The supply of pediatric rheumatologists is particularly sensitive to the effects of competing professional demands.  Pediatric rheumatologists are significantly more involved in research and teaching and spend a smaller percentage of their time in patient care than their internist peers.  This is due largely to differences in the practice locations of pediatric and internist rheumatologists:  the majority of internist rheumatologists are in private practice, but the majority of pediatric rheumatologists practice at academic medical centers where they are generally expected to see patients, perform research, and educate trainees.     

The 2004 ACR Membership File lists up to three professional activities for each provider.  While 93 percent of practicing (i.e., excluding trainees) pediatric rheumatologists were involved in patient care, only 67 percent listed patient care as their primary professional activity.
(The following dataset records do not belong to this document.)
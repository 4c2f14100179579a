// SPDX-License-Identifier: MPL-2.0
//! Playback clock sub-component.
//!
//! Mirrors the media element's position and duration from its
//! notifications. The clock never queries the element.

use crate::media::MediaEvent;

/// Clock state.
#[derive(Debug, Clone, Default)]
pub struct State {
    current_time: f64,
    duration: f64,
}

/// Effects produced by media notifications.
#[derive(Debug, Clone, Copy, PartialEq)]
pub enum Effect {
    /// No effect.
    None,
    /// Position changed.
    TimeChanged,
    /// Duration became known.
    DurationKnown,
    /// Playback ended.
    Ended,
}

impl State {
    /// Handle a media notification.
    pub fn handle(&mut self, event: MediaEvent) -> Effect {
        match event {
            MediaEvent::TimeAdvanced(secs) => {
                if !secs.is_finite() {
                    return Effect::None;
                }
                self.current_time = secs.max(0.0);
                Effect::TimeChanged
            }
            MediaEvent::MetadataReady { duration } => {
                self.duration = if duration.is_finite() {
                    duration.max(0.0)
                } else {
                    0.0
                };
                Effect::DurationKnown
            }
            MediaEvent::Ended => Effect::Ended,
        }
    }

    /// Optimistic position after a seek, clamped to `[0, duration]`.
    pub fn seek_to(&mut self, secs: f64) -> f64 {
        self.current_time = clamp_to_duration(secs, self.duration);
        self.current_time
    }

    #[must_use]
    pub fn current_time(&self) -> f64 {
        self.current_time
    }

    #[must_use]
    pub fn duration(&self) -> f64 {
        self.duration
    }

    /// Played fraction of the media.
    #[must_use]
    pub fn fraction(&self) -> f64 {
        progress_fraction(self.current_time, self.duration)
    }
}

/// `current / duration` clamped into `[0, 1]`; `0` for an unknown duration.
#[must_use]
pub fn progress_fraction(current_time: f64, duration: f64) -> f64 {
    if duration > 0.0 && current_time.is_finite() {
        (current_time / duration).clamp(0.0, 1.0)
    } else {
        0.0
    }
}

/// Clamps a seek target into `[0, duration]`.
#[must_use]
pub fn clamp_to_duration(secs: f64, duration: f64) -> f64 {
    if !secs.is_finite() {
        return 0.0;
    }
    secs.clamp(0.0, duration.max(0.0))
}
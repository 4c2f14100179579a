// SPDX-License-Identifier: MPL-2.0
//! Wall-clock media element for hosts without a native video element.
//!
//! Nothing is decoded: the element keeps a playback position that advances
//! with real time while playing and raises the same notifications a browser
//! `<video>` would (`loadedmetadata` once, `timeupdate` every 250 ms while
//! playing, `ended` at the end).

use super::{next_session_id, MediaElement, MediaEvent, MediaSource};
use crate::config::TIME_UPDATE_INTERVAL_MS;
use iced::futures::SinkExt;
use iced::{stream, Subscription};
use std::sync::{Arc, Mutex, MutexGuard, PoisonError};
use std::time::{Duration, Instant};

#[derive(Debug)]
struct Timeline {
    duration: f64,
    /// Position at `anchor` (or the frozen position when paused).
    position: f64,
    /// Set while playing: the instant `position` was last rebased.
    anchor: Option<Instant>,
    volume: f32,
}

impl Timeline {
    fn position_at(&self, now: Instant) -> f64 {
        let advanced = self
            .anchor
            .map_or(0.0, |anchor| now.saturating_duration_since(anchor).as_secs_f64());
        (self.position + advanced).min(self.duration)
    }

    fn rebase(&mut self, now: Instant) {
        self.position = self.position_at(now);
        if self.anchor.is_some() {
            self.anchor = Some(now);
        }
    }

    /// Notifications due at `now`; stops the clock at the end.
    fn pulse(&mut self, now: Instant) -> Vec<MediaEvent> {
        if self.anchor.is_none() {
            return Vec::new();
        }
        self.rebase(now);
        if self.position >= self.duration {
            self.anchor = None;
            vec![MediaEvent::TimeAdvanced(self.duration), MediaEvent::Ended]
        } else {
            vec![MediaEvent::TimeAdvanced(self.position)]
        }
    }
}

/// Cloneable handle; clones drive the same timeline.
#[derive(Debug, Clone)]
pub struct TimelineElement {
    source: MediaSource,
    session: u64,
    inner: Arc<Mutex<Timeline>>,
}

impl TimelineElement {
    #[must_use]
    pub fn new(source: MediaSource, duration_secs: f64) -> Self {
        let duration = if duration_secs.is_finite() {
            duration_secs.max(0.0)
        } else {
            0.0
        };
        Self {
            source,
            session: next_session_id(),
            inner: Arc::new(Mutex::new(Timeline {
                duration,
                position: 0.0,
                anchor: None,
                volume: crate::config::DEFAULT_VOLUME,
            })),
        }
    }

    #[must_use]
    pub fn source(&self) -> &MediaSource {
        &self.source
    }

    #[must_use]
    pub fn is_playing(&self) -> bool {
        self.lock().anchor.is_some()
    }

    #[must_use]
    pub fn volume(&self) -> f32 {
        self.lock().volume
    }

    /// Computes the notifications due at `now`.
    ///
    /// The notification subscription calls this on every time-update pulse.
    pub fn pulse(&self, now: Instant) -> Vec<MediaEvent> {
        self.lock().pulse(now)
    }

    fn lock(&self) -> MutexGuard<'_, Timeline> {
        self.inner.lock().unwrap_or_else(PoisonError::into_inner)
    }
}

impl MediaElement for TimelineElement {
    fn play(&mut self) {
        let now = Instant::now();
        let mut timeline = self.lock();
        if timeline.anchor.is_none() {
            // Restart from the top once the end was reached.
            if timeline.position >= timeline.duration {
                timeline.position = 0.0;
            }
            timeline.anchor = Some(now);
        }
    }

    fn pause(&mut self) {
        let now = Instant::now();
        let mut timeline = self.lock();
        timeline.rebase(now);
        timeline.anchor = None;
    }

    fn current_time(&self) -> f64 {
        self.lock().position_at(Instant::now())
    }

    fn set_current_time(&mut self, secs: f64) {
        let now = Instant::now();
        let mut timeline = self.lock();
        timeline.position = secs.clamp(0.0, timeline.duration);
        if timeline.anchor.is_some() {
            timeline.anchor = Some(now);
        }
    }

    fn duration(&self) -> f64 {
        self.lock().duration
    }

    fn set_volume(&mut self, volume: f32) {
        self.lock().volume = volume.clamp(0.0, 1.0);
    }

    fn notifications(&self) -> Subscription<MediaEvent> {
        let element = self.clone();
        Subscription::run_with_id(
            self.session,
            stream::channel(16, move |mut output| async move {
                let duration = element.duration();
                if output
                    .send(MediaEvent::MetadataReady { duration })
                    .await
                    .is_err()
                {
                    return;
                }

                let mut interval =
                    tokio::time::interval(Duration::from_millis(TIME_UPDATE_INTERVAL_MS));
                loop {
                    interval.tick().await;
                    for event in element.pulse(Instant::now()) {
                        if output.send(event).await.is_err() {
                            return;
                        }
                    }
                }
            }),
        )
    }
}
Nearly three-fourths of all pediatric rheumatologists listed teaching as one of their professional activities while one-quarter and one-half listed basic and clinical research as an activity, respectively.  Past studies have shown that pediatric rheumatologists are significantly less likely than their internist peers to list patient care as a primary professional activity and significantly more likely to be involved in teaching and research. 11  Thus, the same pool of pediatric rheumatology providers that diagnose and treat children and adolescents with rheumatic diseases is also responsible for medical education and research. 

The 2004 AF/ACR Survey, like previous studies, found that responding pediatric rheumatologists spent a substantial percentage of their time in research and teaching (Figure 3).  Likewise, previous studies have found that pediatric rheumatologists spend significantly less time in patient care 21, 22 and see significantly fewer patients per week than internist rheumatologists. 22  Again, these discrepancies reflect differences in the practice locations of these providers as well as differences in the average complexity of adult versus pediatric patients with rheumatic diseases.  Consequently, even when a pediatric rheumatologist is geographically accessible, their availability for patient care may be constrained.

Figure 3:  Average Distribution of Professional Effort Among Pediatric Rheumatologists (n=107) 2004 AF/ACR Survey

[D]

Summary

Less than 200 pediatric rheumatologists practice in a limited number of areas in the United States.  On average, children need to travel 57 miles to reach a pediatric rheumatologist and 20 percent of the pediatric population in the United States lives more than 100 miles from a practicing pediatric rheumatologist.  Thirteen States, including heavily populated states such as South Carolina and Arizona, do not have any pediatric rheumatology providers.  Pediatric rheumatologists unanimously feel there is a National shortage and that this shortage leads to delays in diagnosis and treatment and suboptimal care.  Pediatric residency directors, who oversee the education of pediatric residents and are well-acquainted with the current and future trends in the supply of general and subspecialty pediatricians, echo pediatric rheumatologists concerns about the supply of pediatric rheumatologists.  While the number of pediatric rheumatology trainees has increased over the last several years, one-quarter of rheumatology fellowship positions go unfilled.  Finally, pediatric rheumatologists practice primarily in academic medical centers where the competing professional demands of research and teaching limit their availability for patient care.  Efforts to address the shortage of pediatric rheumatologists must consider the effects of the multiple professional roles that they occupy.